When the line containing "pub mod mesh;" appears in the entries below, begin printing there and stop after the line containing "pub use crate::mesh::MeshEntry;"; print each of those lines exactly and no other line.
----------------------------------------
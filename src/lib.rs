//! *Inverse projection for the Japan Plane Rectangular Coordinate System*.
//!
//! The legacy Japanese plane rectangular system splits the territory into 19
//! zones, each a transverse Mercator aspect with its own origin on the Bessel
//! 1841 ellipsoid and a nominal scale factor of 0.9999 on the central meridian.
//! This crate takes planar (zone, x, y) coordinates back to geodetic latitude
//! and longitude, and resolves which zone a position or mesh code belongs to.
//!
//! ```
//! use jprcs::prelude::*;
//!
//! let mut prc = PlaneRectangular::new(9)?;
//! prc.set_xy(11543.6883, 22916.2436);
//! assert!((prc.latitude() - 36.1037857).abs() < 1e-7);
//! assert!((prc.longitude() - 140.0878855).abs() < 1e-7);
//! assert_eq!(prc.latitude_dms(), "36°06'13.628\"");
//! # Ok::<(), jprcs::Error>(())
//! ```
//!
//! Conventions: x is the northing and y the easting, both in meters from the
//! zone origin, as in the Japanese survey tradition.

pub mod converter;
pub mod ellipsoid;
pub mod math;
pub mod mesh;
pub mod projection;
pub mod zone;

/// The bread-and-butter, shrink-wrapped and ready to use
pub mod prelude {
    pub use crate::converter::convert;
    pub use crate::converter::Conversion;
    pub use crate::converter::Geographic;
    pub use crate::converter::PlaneRectangular;
    pub use crate::ellipsoid::Ellipsoid;
    pub use crate::math::angular::Dms;
    pub use crate::mesh::MeshEntry;
    pub use crate::mesh::MeshZones;
    pub use crate::projection::scale::ScaleFactor;
    pub use crate::zone::ZoneDefinition;
    pub use crate::zone::ZoneTable;
    pub use crate::Error;
}

/// Preamble for crate-internal modules
pub(crate) mod internal {
    pub use std::collections::BTreeMap;

    pub use log::debug;
    pub use log::error;
    pub use log::trace;
    pub use log::warn;

    pub use crate::ellipsoid::Ellipsoid;
    pub use crate::ellipsoid::LocalGeometry;
    pub use crate::math::angular;
    pub use crate::zone::ZoneDefinition;
    pub use crate::zone::ZoneTable;
    pub use crate::zone::SCALE_FACTOR;
    pub use crate::Error;
}

/// The *Rust Geodesy* errors, trimmed to what a plane rectangular toolbox may run into
#[derive(thiserror::Error, Debug)]
pub enum Error {
    #[error("i/o error: {0}")]
    Io(#[from] std::io::Error),

    #[error("zone {0} is not a plane rectangular zone (expected 1..=19)")]
    UnknownZone(u8),

    #[error("unknown encoding label: {0}")]
    UnknownEncoding(String),

    #[error("malformed value for parameter {0}: {1}")]
    BadParam(String, String),
}

/// Literature, that has been useful in designing and implementing this library.
pub enum Bibliography {
    /// Geographical Survey Institute (2002): *Plane rectangular coordinate systems*.
    /// Notification no. 9 of the Ministry of Land, Infrastructure and Transport,
    /// based on the Survey Act, Article 11.
    Gsi02,

    /// L. Krüger (1912). Konforme Abbildung des Erdellipsoids in der Ebene.
    /// Royal Prussian Geodetic Institute, New Series 52.
    /// [DOI](https://dx.doi.org/10.2312/GFZ.b103-krueger28).
    Kru12,

    /// Ministry of Internal Affairs and Communications (1973):
    /// *Standard grid square and grid square code used for statistics*.
    /// Administrative Management Agency notification no. 143.
    Mic73,
}
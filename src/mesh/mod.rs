//! Zone lookup by mesh code, or by an approximate geodetic position.
//!
//! The lookup table is read from a plain text parameter file with one
//! `meshCode,name,zone` record per line, traditionally stored in a legacy
//! Japanese encoding (Shift_JIS by default).
use crate::internal::*;
use encoding_rs::Encoding;
use std::path::Path;
use std::path::PathBuf;

mod parser;

/// Zone number reported when a position does not match any mesh
pub const NOT_FOUND: u8 = 0;

/// Default parameter file encoding
pub const DEFAULT_ENCODING: &str = "Shift_JIS";

/// Default parameter file name
pub const DEFAULT_FILE_NAME: &str = "mesh_zone.csv";

/// One record of the mesh parameter table
#[derive(Clone, Debug, PartialEq, Eq)]
pub struct MeshEntry {
    pub code: u32,
    pub name: String,
    pub zone: u8,
}

/// The lookup key for a geodetic position (degrees): the decimal digits of
/// ⌊1.5·lat⌋ followed by those of ⌊lon⌋ - 100, read as one integer.
///
/// Mirrors the first level of the standard grid square code, [Mic73](crate::Bibliography::Mic73).
/// Positions giving a negative component, e.g. west of 100°E, have no key.
/// Neither have non-finite positions, nor keys too large for a `u32`.
#[must_use]
pub fn position_key(latitude: f64, longitude: f64) -> Option<u32> {
    let b = (latitude * 1.5).floor();
    let l = longitude.floor() - 100.;
    let representable = |v: f64| (0. ..=f64::from(u32::MAX)).contains(&v);
    if !representable(b) || !representable(l) {
        return None;
    }
    format!("{}{}", b as u32, l as u32).parse().ok()
}

// ----- T H E   R E S O L V E R -------------------------------------------------------

/// The mesh to zone lookup table, and where to load it from.
///
/// Load once, read many: (re)loading needs `&mut self`, so concurrent readers
/// must be serialized against a reload by the owner, e.g. through a lock.
#[derive(Debug)]
pub struct MeshZones {
    path: PathBuf,
    encoding: &'static Encoding,
    entries: BTreeMap<u32, MeshEntry>,
}

impl Default for MeshZones {
    fn default() -> MeshZones {
        MeshZones::new(default_path())
    }
}

impl MeshZones {
    /// An empty resolver, reading from `path` in the default encoding
    pub fn new(path: impl Into<PathBuf>) -> MeshZones {
        MeshZones {
            path: path.into(),
            encoding: encoding_rs::SHIFT_JIS,
            entries: BTreeMap::new(),
        }
    }

    /// A resolver for `path`, loaded right away. Never fails: problems are
    /// logged, and leave the resolver empty.
    pub fn open(path: impl Into<PathBuf>) -> MeshZones {
        let mut zones = MeshZones::new(path);
        zones.load_parameter();
        zones
    }

    // ----- Configuration ---------------------------------------------------------

    #[must_use]
    pub fn path(&self) -> &Path {
        &self.path
    }

    pub fn set_path(&mut self, path: impl Into<PathBuf>) {
        self.path = path.into();
    }

    /// The canonical name of the parameter file encoding
    #[must_use]
    pub fn encoding(&self) -> &'static str {
        self.encoding.name()
    }

    /// Select the parameter file encoding by its label, e.g. "Shift_JIS",
    /// "EUC-JP" or "UTF-8"
    pub fn set_encoding(&mut self, label: &str) -> Result<(), Error> {
        let Some(encoding) = Encoding::for_label(label.trim().as_bytes()) else {
            error!("Mesh parameters: unknown encoding '{label}'");
            return Err(Error::UnknownEncoding(label.to_string()));
        };
        self.encoding = encoding;
        Ok(())
    }

    pub fn with_encoding(mut self, label: &str) -> Result<MeshZones, Error> {
        self.set_encoding(label)?;
        Ok(self)
    }

    // ----- Loading ---------------------------------------------------------------

    /// Read the parameter file, replacing the current table entirely.
    ///
    /// A file that cannot be read, or that is not valid in the selected
    /// encoding, is an error, and the current table is left untouched.
    pub fn try_load(&mut self) -> Result<usize, Error> {
        let bytes = std::fs::read(&self.path)?;
        let (text, actual, malformed) = self.encoding.decode(&bytes);
        if malformed {
            return Err(Error::BadParam(
                "encoding".to_string(),
                format!("{} is not valid {}", self.path.display(), actual.name()),
            ));
        }
        Ok(self.load_from_str(&text))
    }

    /// Read the parameter file, replacing the current table entirely.
    ///
    /// Never fails: an unreadable file is logged, and the last good table
    /// (initially empty) stays in use. Returns the number of entries.
    pub fn load_parameter(&mut self) -> usize {
        match self.try_load() {
            Ok(n) => n,
            Err(e) => {
                warn!(
                    "Mesh parameters: cannot read {}: {e}. Keeping {} entries",
                    self.path.display(),
                    self.entries.len()
                );
                self.entries.len()
            }
        }
    }

    /// Replace the table by the records in `text`, returning the number of entries
    pub fn load_from_str(&mut self, text: &str) -> usize {
        self.entries = parser::parse(text);
        debug!("Mesh parameters: {} entries", self.entries.len());
        self.entries.len()
    }

    // ----- Lookup ----------------------------------------------------------------

    /// Is there anything to look up in?
    #[must_use]
    pub fn is_ready(&self) -> bool {
        !self.entries.is_empty()
    }

    #[must_use]
    pub fn len(&self) -> usize {
        self.entries.len()
    }

    #[must_use]
    pub fn is_empty(&self) -> bool {
        self.entries.is_empty()
    }

    #[must_use]
    pub fn get(&self, code: u32) -> Option<&MeshEntry> {
        self.entries.get(&code)
    }

    /// The zone of the mesh `code`, if known
    #[must_use]
    pub fn resolve_by_mesh_code(&self, code: u32) -> Option<u8> {
        self.get(code).map(|entry| entry.zone)
    }

    /// The zone of the mesh containing the position (`latitude`, `longitude`),
    /// in degrees, or [`NOT_FOUND`]
    #[must_use]
    pub fn resolve_by_position(&self, latitude: f64, longitude: f64) -> u8 {
        let Some(key) = position_key(latitude, longitude) else {
            return NOT_FOUND;
        };
        trace!("Mesh key for ({latitude}, {longitude}): {key}");
        self.resolve_by_mesh_code(key).unwrap_or(NOT_FOUND)
    }

    /// All known mesh codes, in increasing order
    pub fn mesh_codes(&self) -> impl Iterator<Item = u32> + '_ {
        self.entries.keys().copied()
    }

    pub fn entries(&self) -> impl Iterator<Item = &MeshEntry> {
        self.entries.values()
    }
}

/// Where to look for the parameter file when none is given: `./jprcs`, then
/// the `jprcs` directory under the user's local data directory. The first
/// existing file wins; if there is none, the local one is used.
#[must_use]
pub fn default_path() -> PathBuf {
    let local: PathBuf = [".", "jprcs", DEFAULT_FILE_NAME].iter().collect();
    if local.exists() {
        return local;
    }

    #[cfg(feature = "with_plain")]
    if let Some(mut userpath) = dirs::data_local_dir() {
        userpath.push("jprcs");
        userpath.push(DEFAULT_FILE_NAME);
        if userpath.exists() {
            return userpath;
        }
    }

    local
}

// ----- Tests ---------------------------------------------------------------------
----------------------------------------
_Written answer_
pub mod mesh;
pub mod projection;
pub mod zone;

/// The bread-and-butter, shrink-wrapped and ready to use
pub mod prelude {
    pub use crate::converter::convert;
    pub use crate::converter::Conversion;
    pub use crate::converter::Geographic;
    pub use crate::converter::PlaneRectangular;
    pub use crate::ellipsoid::Ellipsoid;
    pub use crate::math::angular::Dms;
    pub use crate::mesh::MeshEntry;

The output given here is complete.